Most people back then bought dogs with at least one title so it wasn't quite as hard as starting from a pup. 

Keep in mind that not every GSD. Has the genetics, hardness and nerves for protection work. Very few American dogs. You need a very well bred dog or he simply will not be able to do the work. 

I'd spend time having both dogs carefully evaluated for protection work. They may show promise at an early age and fail as they become adults. Poor handling and helper work can stop you dead so be careful in the early times. Make sure you have a good understanding of the rules for each event and how they change as you advance. It will be necessary to join USCoA and get a score book for each dog.

Please don't start with the idea of fun and games. It's a lot of very hard work.


----------



## onyx'girl (May 18, 2007)

I have two males I work(one is retired from trialing, but we still train as I can't give him up to couch yet)
If I had a do over, I would have isolated the younger male from the older one. 
I have seen some issues that I could have avoided if I had done so. Instead, younger male isn't as powerful in protection due to my older dog showing subtle dominance. Example, younger dog won't lift leg to pee, that doesn't sound like a big deal, but it carries over to the whole world of older males influence.
Our obedience could be much better when it comes to engagement with me. Older male is younger males 'role model' instead of me being his focus, world.
Tracking is fine, as both have it genetically. As tracking is more individual with the dogs natural instinct taking over, the older males influence has no effect on that phase...whew.


----------



## elisabeth_00117 (May 17, 2009)

I have a 6 year old female I am training and trialing in IPO currently and will be bringing our new pup home before the end of the year if all goes well with the breeding.

My current girl is pushy, very strong and likes things to go her way no matter what she is doing. She is very social though and enjoys puppies and playmates.

However, puppy and my current girl will be separate unless we can directly supervise and for limited time. My male is a complete push over with the girls so if pup is a female then I will allow more interactions with him. 

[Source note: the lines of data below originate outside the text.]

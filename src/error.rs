//! Error types for premium calculation and rate schedule loading

use thiserror::Error;

/// Errors raised by the strict premium API
#[derive(Debug, Error, Clone, PartialEq)]
pub enum PremiumError {
    /// Amount was missing, non-numeric, non-finite, zero or negative
    #[error("invalid policy amount: {0}")]
    InvalidAmount(String),

    /// No tier covers the amount; the tier list is malformed
    #[error("no pricing tier covers amount {0}")]
    NoApplicableTier(f64),
}

/// Errors raised while building, validating or loading a rate schedule
#[derive(Debug, Error)]
pub enum ScheduleError {
    #[error("bracket table is empty")]
    EmptyBracketTable,

    #[error("bracket breakpoint {breakpoint} is not a multiple of {increment}")]
    MisalignedBreakpoint { breakpoint: u64, increment: u64 },

    #[error("bracket breakpoints must strictly increase ({previous} then {found})")]
    UnorderedBreakpoints { previous: u64, found: u64 },

    #[error("bracket table must start at {expected}, found {found}")]
    BracketStart { expected: u64, found: u64 },

    #[error("bracket table skips from {previous} to {found}, expected {expected}")]
    BracketGap { previous: u64, expected: u64, found: u64 },

    #[error("bracket premium decreases at breakpoint {breakpoint}")]
    DecreasingPremium { breakpoint: u64 },

    #[error("tier list is empty")]
    EmptyTierList,

    #[error("tier {index} starts at {found}, expected {expected}")]
    TierGap { index: usize, expected: f64, found: f64 },

    #[error("tier {index} has an unbounded ceiling but is not the last tier")]
    UnboundedTierNotLast { index: usize },

    #[error("tier {index} ceiling {ceiling} must be above its floor {floor}")]
    InvalidCeiling { index: usize, floor: f64, ceiling: f64 },

    #[error("tier {index} marginal rate {rate} must be finite and non-negative")]
    InvalidRate { index: usize, rate: f64 },

    #[error("last tier must have an unbounded ceiling")]
    FiniteLastTier,

    #[error("tier {index} base premium {found} does not continue the previous tier ({expected})")]
    TierDiscontinuity { index: usize, expected: f64, found: f64 },

    #[error("schedule file is missing {0}")]
    MissingField(&'static str),

    #[error("line {line}: {message}")]
    Parse { line: u64, message: String },

    #[error("I/O error: {0}")]
    Io(#[from] std::io::Error),

    #[error("CSV error: {0}")]
    Csv(#[from] csv::Error),

    #[error("JSON error: {0}")]
    Json(#[from] serde_json::Error),
}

Both my current dogs are more interested in me than each other so I am hoping to continue this.


----------



## cdwoodcox (Jul 4, 2015)

Bentwings1 said:


> Please don't start with the idea of fun and games. It's a lot of very hard work.



It is a lot of hard work. But , if it's not fun why the **** do it. Me and my dogs have a blast training. If it wasn't fun for me and my dogs, I just wouldn't do it.


----------



## Steve Strom (Oct 26, 2013)

If you plan on training to the point of trialing in IPO Tennessee, this was how things went for me. I've had some overlap with a more or less finished dog a couple of times when I started a new pup, and I had one period with 2 young dogs overlap. I never got any benefit from the one watching the other. All I got was one frustrated dog or pup that was more like a competitive feeling with the two. Nothing worth while.

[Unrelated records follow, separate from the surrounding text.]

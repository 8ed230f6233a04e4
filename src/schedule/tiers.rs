//! Formula-based pricing tiers for amounts above the bracket table

use serde::{Deserialize, Serialize};

/// One pricing segment: `base_premium + (amount - floor) * marginal_rate`
#[derive(Debug, Clone, Copy, PartialEq, Serialize, Deserialize)]
pub struct Tier {
    /// Amount at which this tier's base premium is owed
    pub floor: f64,

    /// Inclusive upper bound of applicability; `f64::INFINITY` for the last tier.
    /// Serialized as `null` when unbounded.
    #[serde(with = "ceiling_serde")]
    pub ceiling: f64,

    /// Flat premium owed at `floor`
    pub base_premium: f64,

    /// Fraction of the excess over `floor` added to the base premium
    pub marginal_rate: f64,
}

impl Tier {
    pub fn new(floor: f64, ceiling: f64, base_premium: f64, marginal_rate: f64) -> Self {
        Self {
            floor,
            ceiling,
            base_premium,
            marginal_rate,
        }
    }

    pub fn covers(&self, amount: f64) -> bool {
        amount <= self.ceiling
    }

    /// Only `+inf` counts as unbounded
    pub fn is_unbounded(&self) -> bool {
        self.ceiling == f64::INFINITY
    }

    /// Unrounded premium for `amount`. No intermediate rounding of the
    /// excess or the product.
    pub fn premium(&self, amount: f64) -> f64 {
        let excess = amount - self.floor;
        self.base_premium + excess * self.marginal_rate
    }
}

/// Ordered tiers, ascending by floor
#[derive(Debug, Clone, PartialEq, Serialize, Deserialize)]
pub struct TierList {
    tiers: Vec<Tier>,
}

impl TierList {
    pub fn from_tiers(tiers: &[Tier]) -> Self {
        Self {
            tiers: tiers.to_vec(),
        }
    }

    pub fn tiers(&self) -> &[Tier] {
        &self.tiers
    }

    pub fn len(&self) -> usize {
        self.tiers.len()
    }

    pub fn is_empty(&self) -> bool {
        self.tiers.is_empty()
    }

    /// First tier whose ceiling is at or above `amount`, with its index
    pub fn select(&self, amount: f64) -> Option<(usize, &Tier)> {
        self.tiers
            .iter()
            .enumerate()
            .find(|(_, tier)| tier.covers(amount))
    }
}

mod ceiling_serde {
    use serde::{Deserialize, Deserializer, Serializer};

    pub fn serialize<S: Serializer>(ceiling: &f64, serializer: S) -> Result<S::Ok, S::Error> {
        if *ceiling == f64::INFINITY {
            serializer.serialize_none()
        } else {
            serializer.serialize_some(ceiling)
        }
    }

    pub fn deserialize<'de, D: Deserializer<'de>>(deserializer: D) -> Result<f64, D::Error> {
        Ok(Option::<f64>::deserialize(deserializer)?.unwrap_or(f64::INFINITY))
    }
}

I never tried using the older one to teach anything to a younger one. All I've ever done is made sure they got along. I think I'd worry about a pup being dependent on the older dog in the context of training, so I don't see myself ever doing that.

Something thats maybe a little different with IPO then some other things, its not like you just go to a class and then test what you've done there and paid someone to teach you. Even with paying a trainer, generally to get to trialing you do some things, especially tracking with other members. Its more like friends giving their time to help each other. If its going to be everyone just having to help with your dogs, you may have a tough time. As your pup now gets experience and succeeds at all these different things, she's going to want to do more and more. At 1yr to 2.5-3yrs, its tough to satisfy that and put the effort in with a puppy. I'd worry about it being a competitive situation that's hard to manage.

When your girls 4 or 5, its just easier to go into almost a maintenance kind of training with her and just put in a little extra work before a trial. She's more likely to be settled down by then and satisfied with that while you start a puppy. The other thing, you want a Dutch Shepherd. There's reasons why they're aren't a whole ton of them around or doing sport. I think its a different skill set to succeed with one. I don't think they're the breed for someone who's going to work and raise a family, try to train and trial a German Shepherd, and do it all at once and that doesn't even consider whether or not you have access to the right helpers. I know you said you're not looking to be talked out of anything and you have your reasons, but you're getting the comments you are for a lot of different reasons.


----------



## lhczth (Apr 5, 2000)

While I have worked 2 dogs at the same time (actually at one point, 3) and had young dogs up and coming, I have never put the time into the young dog or the second dog as I put into my primary dog. You will find yourself comparing and putting the most time into the one you like the most, the one that is the most fun to work. I have found over the years that having a titled dog and then the up and coming puppy the best situation. I was trialing 3 dogs at a time for several years and, except for Vala who was just doing her tracking titles, the younger dogs showed the divided focus. I, personally, would wait until the older dog, at the minimum, is ready for its IPO1 before getting a puppy. 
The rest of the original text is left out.